§ Dataset entries
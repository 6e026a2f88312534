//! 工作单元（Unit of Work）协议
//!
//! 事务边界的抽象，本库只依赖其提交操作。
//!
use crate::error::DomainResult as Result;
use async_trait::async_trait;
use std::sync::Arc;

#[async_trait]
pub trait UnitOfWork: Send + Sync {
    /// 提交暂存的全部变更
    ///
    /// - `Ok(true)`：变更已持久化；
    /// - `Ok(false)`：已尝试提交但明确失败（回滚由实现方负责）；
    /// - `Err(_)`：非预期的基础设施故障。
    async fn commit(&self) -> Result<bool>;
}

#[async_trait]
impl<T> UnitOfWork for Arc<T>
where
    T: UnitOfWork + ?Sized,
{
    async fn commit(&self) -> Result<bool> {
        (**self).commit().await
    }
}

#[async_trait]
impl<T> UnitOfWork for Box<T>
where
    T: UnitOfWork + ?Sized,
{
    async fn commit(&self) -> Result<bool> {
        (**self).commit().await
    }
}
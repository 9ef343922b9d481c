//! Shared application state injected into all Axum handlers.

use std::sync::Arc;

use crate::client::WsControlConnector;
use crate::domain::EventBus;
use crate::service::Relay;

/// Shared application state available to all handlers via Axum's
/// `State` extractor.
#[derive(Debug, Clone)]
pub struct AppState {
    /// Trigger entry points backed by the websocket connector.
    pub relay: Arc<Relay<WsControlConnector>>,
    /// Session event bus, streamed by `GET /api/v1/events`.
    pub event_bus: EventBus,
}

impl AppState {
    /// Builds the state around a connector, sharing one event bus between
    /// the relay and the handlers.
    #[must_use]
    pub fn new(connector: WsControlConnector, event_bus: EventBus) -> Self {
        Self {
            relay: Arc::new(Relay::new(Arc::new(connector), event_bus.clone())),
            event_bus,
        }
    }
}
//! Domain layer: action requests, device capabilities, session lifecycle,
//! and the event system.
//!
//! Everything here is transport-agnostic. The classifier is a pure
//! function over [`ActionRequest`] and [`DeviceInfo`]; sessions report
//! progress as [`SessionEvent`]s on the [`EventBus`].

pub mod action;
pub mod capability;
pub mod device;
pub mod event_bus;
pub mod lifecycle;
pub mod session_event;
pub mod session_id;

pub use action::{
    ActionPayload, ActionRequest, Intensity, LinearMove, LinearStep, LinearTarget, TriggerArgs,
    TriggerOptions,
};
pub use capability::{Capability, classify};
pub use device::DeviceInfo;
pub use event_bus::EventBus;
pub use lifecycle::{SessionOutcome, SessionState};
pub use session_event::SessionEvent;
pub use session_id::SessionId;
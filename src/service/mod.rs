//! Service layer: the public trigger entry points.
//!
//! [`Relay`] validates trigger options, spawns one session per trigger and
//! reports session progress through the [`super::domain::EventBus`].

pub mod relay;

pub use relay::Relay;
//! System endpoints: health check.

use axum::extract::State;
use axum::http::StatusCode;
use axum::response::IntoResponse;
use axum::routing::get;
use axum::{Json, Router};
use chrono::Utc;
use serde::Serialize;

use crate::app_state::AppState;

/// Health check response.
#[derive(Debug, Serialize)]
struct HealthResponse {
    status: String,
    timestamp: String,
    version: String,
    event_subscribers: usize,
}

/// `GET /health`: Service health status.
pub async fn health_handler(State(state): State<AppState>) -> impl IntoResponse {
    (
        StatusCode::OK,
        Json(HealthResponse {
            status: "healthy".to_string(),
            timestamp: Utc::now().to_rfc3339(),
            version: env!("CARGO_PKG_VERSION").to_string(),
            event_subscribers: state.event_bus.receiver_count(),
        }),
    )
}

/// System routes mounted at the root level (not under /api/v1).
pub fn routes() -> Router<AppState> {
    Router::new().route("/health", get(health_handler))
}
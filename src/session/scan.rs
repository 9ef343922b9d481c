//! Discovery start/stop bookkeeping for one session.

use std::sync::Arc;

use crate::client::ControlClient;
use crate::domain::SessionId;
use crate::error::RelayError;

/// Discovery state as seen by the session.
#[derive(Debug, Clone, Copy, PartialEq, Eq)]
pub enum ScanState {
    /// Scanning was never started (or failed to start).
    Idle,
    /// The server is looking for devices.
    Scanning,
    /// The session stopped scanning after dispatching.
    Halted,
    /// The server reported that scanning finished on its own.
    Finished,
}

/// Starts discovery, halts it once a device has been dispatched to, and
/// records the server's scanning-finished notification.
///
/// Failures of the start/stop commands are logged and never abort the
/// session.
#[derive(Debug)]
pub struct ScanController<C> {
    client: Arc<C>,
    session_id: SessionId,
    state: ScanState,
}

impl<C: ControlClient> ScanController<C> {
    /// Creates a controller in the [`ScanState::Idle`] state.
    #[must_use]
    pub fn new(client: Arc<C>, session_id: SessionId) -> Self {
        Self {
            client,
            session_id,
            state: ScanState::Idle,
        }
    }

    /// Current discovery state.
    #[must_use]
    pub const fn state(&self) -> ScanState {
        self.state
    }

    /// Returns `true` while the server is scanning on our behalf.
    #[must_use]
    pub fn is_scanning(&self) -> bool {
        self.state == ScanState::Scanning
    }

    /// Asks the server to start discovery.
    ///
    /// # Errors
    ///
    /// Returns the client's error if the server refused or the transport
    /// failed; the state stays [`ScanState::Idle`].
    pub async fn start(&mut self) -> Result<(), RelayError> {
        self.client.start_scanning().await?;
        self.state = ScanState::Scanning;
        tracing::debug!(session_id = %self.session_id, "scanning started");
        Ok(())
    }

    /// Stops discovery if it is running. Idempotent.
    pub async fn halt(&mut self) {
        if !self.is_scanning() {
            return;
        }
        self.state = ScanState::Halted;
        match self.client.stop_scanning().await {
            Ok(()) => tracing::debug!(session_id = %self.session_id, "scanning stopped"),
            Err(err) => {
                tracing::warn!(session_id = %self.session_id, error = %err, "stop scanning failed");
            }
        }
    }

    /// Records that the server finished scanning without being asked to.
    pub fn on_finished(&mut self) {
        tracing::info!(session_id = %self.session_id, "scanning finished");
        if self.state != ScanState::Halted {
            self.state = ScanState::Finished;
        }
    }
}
--
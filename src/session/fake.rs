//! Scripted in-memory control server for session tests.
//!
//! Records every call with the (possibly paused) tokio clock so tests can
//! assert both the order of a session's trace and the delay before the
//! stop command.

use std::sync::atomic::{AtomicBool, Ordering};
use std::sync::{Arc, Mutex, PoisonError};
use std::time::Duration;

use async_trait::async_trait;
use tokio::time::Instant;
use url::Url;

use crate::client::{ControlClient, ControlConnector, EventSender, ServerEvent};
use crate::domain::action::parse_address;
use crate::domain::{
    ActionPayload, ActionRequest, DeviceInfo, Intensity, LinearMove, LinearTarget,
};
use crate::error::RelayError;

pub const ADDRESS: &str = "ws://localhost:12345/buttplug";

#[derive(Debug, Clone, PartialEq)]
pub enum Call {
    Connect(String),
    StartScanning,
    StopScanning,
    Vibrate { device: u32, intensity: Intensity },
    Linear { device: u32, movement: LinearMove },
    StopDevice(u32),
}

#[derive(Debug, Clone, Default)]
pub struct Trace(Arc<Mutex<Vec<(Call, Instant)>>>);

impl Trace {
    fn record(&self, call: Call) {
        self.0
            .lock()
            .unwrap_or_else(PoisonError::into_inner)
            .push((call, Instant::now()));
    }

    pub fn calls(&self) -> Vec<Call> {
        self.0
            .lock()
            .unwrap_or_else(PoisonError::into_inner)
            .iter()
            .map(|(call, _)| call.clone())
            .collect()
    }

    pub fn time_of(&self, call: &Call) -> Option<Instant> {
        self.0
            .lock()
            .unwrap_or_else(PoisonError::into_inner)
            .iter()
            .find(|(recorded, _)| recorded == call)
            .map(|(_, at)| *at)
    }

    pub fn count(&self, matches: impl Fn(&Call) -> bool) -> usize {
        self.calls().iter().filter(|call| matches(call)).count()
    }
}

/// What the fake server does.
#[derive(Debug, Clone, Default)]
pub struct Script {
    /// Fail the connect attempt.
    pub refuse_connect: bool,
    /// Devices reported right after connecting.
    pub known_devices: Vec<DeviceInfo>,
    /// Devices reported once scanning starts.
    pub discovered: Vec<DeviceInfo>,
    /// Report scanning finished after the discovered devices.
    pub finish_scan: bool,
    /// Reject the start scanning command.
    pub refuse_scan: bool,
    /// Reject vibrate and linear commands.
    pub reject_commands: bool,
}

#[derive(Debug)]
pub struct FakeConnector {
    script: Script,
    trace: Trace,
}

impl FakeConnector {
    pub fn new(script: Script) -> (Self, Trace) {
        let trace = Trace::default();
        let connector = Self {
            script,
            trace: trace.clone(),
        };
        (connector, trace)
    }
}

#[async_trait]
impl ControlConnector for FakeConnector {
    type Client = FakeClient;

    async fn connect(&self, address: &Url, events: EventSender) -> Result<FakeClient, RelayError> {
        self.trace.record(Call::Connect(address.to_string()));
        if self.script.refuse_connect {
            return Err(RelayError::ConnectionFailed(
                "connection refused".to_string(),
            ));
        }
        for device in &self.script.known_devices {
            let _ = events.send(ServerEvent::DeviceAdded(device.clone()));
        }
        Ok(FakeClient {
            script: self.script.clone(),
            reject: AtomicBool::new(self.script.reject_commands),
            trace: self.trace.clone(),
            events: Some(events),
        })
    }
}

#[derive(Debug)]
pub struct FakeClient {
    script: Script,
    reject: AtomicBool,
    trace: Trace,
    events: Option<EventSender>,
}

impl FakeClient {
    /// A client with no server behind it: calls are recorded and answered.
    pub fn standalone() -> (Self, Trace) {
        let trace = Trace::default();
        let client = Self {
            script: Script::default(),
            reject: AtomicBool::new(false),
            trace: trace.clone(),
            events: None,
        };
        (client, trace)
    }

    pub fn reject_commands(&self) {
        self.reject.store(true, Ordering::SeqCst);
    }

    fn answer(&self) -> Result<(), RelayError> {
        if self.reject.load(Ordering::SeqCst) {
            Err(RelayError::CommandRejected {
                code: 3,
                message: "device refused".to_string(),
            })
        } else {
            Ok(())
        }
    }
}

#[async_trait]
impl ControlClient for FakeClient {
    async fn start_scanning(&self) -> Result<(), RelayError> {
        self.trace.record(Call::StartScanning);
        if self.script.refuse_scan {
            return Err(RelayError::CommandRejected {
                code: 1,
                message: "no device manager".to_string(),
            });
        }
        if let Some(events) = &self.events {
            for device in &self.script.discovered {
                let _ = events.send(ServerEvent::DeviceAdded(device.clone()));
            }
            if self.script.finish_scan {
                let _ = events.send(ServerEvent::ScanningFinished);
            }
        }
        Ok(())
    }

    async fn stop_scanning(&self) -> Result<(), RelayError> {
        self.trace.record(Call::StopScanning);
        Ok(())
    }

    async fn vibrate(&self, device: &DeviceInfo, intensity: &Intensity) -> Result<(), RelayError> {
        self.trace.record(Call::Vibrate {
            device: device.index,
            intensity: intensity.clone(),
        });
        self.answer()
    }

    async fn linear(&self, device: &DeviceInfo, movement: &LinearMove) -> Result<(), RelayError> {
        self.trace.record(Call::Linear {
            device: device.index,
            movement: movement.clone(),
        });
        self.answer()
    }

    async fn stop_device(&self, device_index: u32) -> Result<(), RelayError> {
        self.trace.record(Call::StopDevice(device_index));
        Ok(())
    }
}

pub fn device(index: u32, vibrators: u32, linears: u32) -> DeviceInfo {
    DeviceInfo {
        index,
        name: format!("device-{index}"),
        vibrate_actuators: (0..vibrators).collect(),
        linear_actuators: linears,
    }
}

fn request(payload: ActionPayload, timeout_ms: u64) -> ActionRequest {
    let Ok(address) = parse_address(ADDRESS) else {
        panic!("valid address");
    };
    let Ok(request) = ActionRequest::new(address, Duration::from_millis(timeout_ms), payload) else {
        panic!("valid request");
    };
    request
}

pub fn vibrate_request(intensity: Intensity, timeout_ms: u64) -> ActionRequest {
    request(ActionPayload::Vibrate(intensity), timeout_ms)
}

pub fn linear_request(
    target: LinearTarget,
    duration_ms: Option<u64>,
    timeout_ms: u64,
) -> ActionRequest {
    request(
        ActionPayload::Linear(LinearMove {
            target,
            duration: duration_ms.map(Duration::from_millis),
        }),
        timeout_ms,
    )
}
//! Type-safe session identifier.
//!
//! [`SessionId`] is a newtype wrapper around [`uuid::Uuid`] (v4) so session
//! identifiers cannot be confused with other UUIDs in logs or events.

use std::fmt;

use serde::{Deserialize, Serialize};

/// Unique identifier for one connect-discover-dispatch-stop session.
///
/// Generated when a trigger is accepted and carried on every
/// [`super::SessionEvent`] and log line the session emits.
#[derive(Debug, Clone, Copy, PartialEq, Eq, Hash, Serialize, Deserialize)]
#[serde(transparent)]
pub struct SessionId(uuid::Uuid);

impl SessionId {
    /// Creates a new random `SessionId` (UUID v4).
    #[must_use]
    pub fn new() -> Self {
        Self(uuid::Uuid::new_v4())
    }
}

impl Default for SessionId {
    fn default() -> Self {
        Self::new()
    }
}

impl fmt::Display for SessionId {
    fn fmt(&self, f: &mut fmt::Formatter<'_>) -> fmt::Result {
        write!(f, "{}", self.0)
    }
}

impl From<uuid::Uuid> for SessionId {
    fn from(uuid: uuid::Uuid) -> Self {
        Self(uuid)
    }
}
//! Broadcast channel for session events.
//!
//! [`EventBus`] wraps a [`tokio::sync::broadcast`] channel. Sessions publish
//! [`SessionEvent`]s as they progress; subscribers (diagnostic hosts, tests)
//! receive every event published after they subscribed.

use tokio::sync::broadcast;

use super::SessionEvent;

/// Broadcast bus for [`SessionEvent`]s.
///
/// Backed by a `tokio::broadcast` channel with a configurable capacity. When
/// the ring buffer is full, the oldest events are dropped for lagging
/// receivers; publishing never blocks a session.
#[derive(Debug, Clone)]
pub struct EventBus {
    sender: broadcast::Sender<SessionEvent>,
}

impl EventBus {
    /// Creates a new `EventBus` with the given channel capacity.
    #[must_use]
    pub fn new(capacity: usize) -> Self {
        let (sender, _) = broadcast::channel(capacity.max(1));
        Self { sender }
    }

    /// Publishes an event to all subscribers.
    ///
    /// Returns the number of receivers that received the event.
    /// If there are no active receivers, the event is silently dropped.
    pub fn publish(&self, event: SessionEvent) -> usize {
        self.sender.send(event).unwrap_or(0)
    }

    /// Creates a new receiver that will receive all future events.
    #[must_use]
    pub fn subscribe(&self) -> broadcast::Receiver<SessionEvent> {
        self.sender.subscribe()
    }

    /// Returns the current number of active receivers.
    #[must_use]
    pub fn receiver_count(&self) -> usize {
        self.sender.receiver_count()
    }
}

§ Goal of the exercise
Among the lines above, count those containing the word "EventBus" and write only the number.

§ Task answer
10